Stored data:
__________

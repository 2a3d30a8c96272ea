//! Intelligence service: runs script commands against one family tree.

use std::io::Write;

use itertools::Itertools;
use tracing::{debug, info, instrument, warn};

use crate::application::{ApplicationResult, Command, IoResultExt, Script};
use crate::config::Settings;
use crate::domain::{ChangeEvent, FamilyTree, Member};

/// Owns the tree for one run and formats analysis results.
#[derive(Debug, Default)]
pub struct IntelligenceService {
    tree: FamilyTree,
    settings: Settings,
}

impl IntelligenceService {
    pub fn new(settings: Settings) -> Self {
        Self {
            tree: FamilyTree::new(),
            settings,
        }
    }

    pub fn tree(&self) -> &FamilyTree {
        &self.tree
    }

    pub fn settings(&self) -> &Settings {
        &self.settings
    }

    pub fn into_tree(self) -> FamilyTree {
        self.tree
    }

    /// Runs the founder and every command of `script`, returning the number
    /// of commands executed.
    #[instrument(level = "debug", skip_all, fields(commands = script.command_count()))]
    pub fn run_script<W: Write>(&mut self, script: &Script, out: &mut W) -> ApplicationResult<usize> {
        if let Some(founder) = &script.founder {
            self.admit(founder, out)?;
        }
        for command in &script.commands {
            self.execute(command, out)?;
        }
        info!(members = self.tree.len(), "script finished");
        Ok(script.commands.len())
    }

    /// Executes one command, writing change-log and result lines to `out`.
    #[instrument(level = "debug", skip(self, out), fields(command = command.keyword()))]
    pub fn execute<W: Write>(&mut self, command: &Command, out: &mut W) -> ApplicationResult<()> {
        match command {
            Command::MemberIn(member) => self.admit(member, out)?,
            Command::MemberOut(member) => {
                let mut events = Vec::new();
                self.tree.delete(&member.label, member.score, &mut events);
                if events.is_empty() {
                    debug!(label = %member.label, "no member with that score");
                }
                write_events(&events, out)?;
            }
            Command::IntelTarget(first, second) => match self.target_analysis(first, second) {
                Some(line) => writeln!(out, "{}", line).with_context("write target analysis")?,
                None => warn!("target analysis on an empty family, nothing written"),
            },
            Command::IntelRank(member) => {
                let line = self.rank_analysis(member);
                writeln!(out, "{}", line).with_context("write rank analysis")?;
            }
            Command::IntelDivide => {
                let line = self.division_analysis();
                writeln!(out, "{}", line).with_context("write division analysis")?;
            }
        }
        out.flush().with_context("flush output")
    }

    fn admit<W: Write>(&mut self, member: &Member, out: &mut W) -> ApplicationResult<()> {
        let mut events = Vec::new();
        self.tree.insert(member.clone(), &mut events);
        write_events(&events, out)
    }

    /// `Target Analysis Result: <label> <score>`, None for an empty tree.
    pub fn target_analysis(&self, first: &Member, second: &Member) -> Option<String> {
        let ancestor = self
            .tree
            .nearest_common_ancestor(first.score, second.score)
            .and_then(|idx| self.tree.member(idx))?;
        Some(format!("Target Analysis Result: {}", self.format_member(ancestor)))
    }

    /// `Rank Analysis Result:` followed by every member at the same depth.
    pub fn rank_analysis(&self, member: &Member) -> String {
        let peers = self
            .tree
            .rank_peers(member.score)
            .into_iter()
            .map(|m| format!(" {}", self.format_member(m)))
            .join("");
        format!("Rank Analysis Result:{}", peers)
    }

    /// `Division Analysis Result: <count>`.
    pub fn division_analysis(&self) -> String {
        let count = self.tree.division(self.settings.division);
        format!("Division Analysis Result: {}", count)
    }

    fn format_member(&self, member: &Member) -> String {
        format!(
            "{} {:.*}",
            member.label, self.settings.precision, member.score
        )
    }
}

fn write_events<W: Write>(events: &[ChangeEvent], out: &mut W) -> ApplicationResult<()> {
    for event in events {
        writeln!(out, "{}", event).with_context("write change log")?;
    }
    Ok(())
}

__________

Exercise description: Please return every line of the records that contains the word "fields".

Expected answer:
    #[instrument(level = "debug", skip_all, fields(commands = script.command_count()))]
    #[instrument(level = "debug", skip(self, out), fields(command = command.keyword()))]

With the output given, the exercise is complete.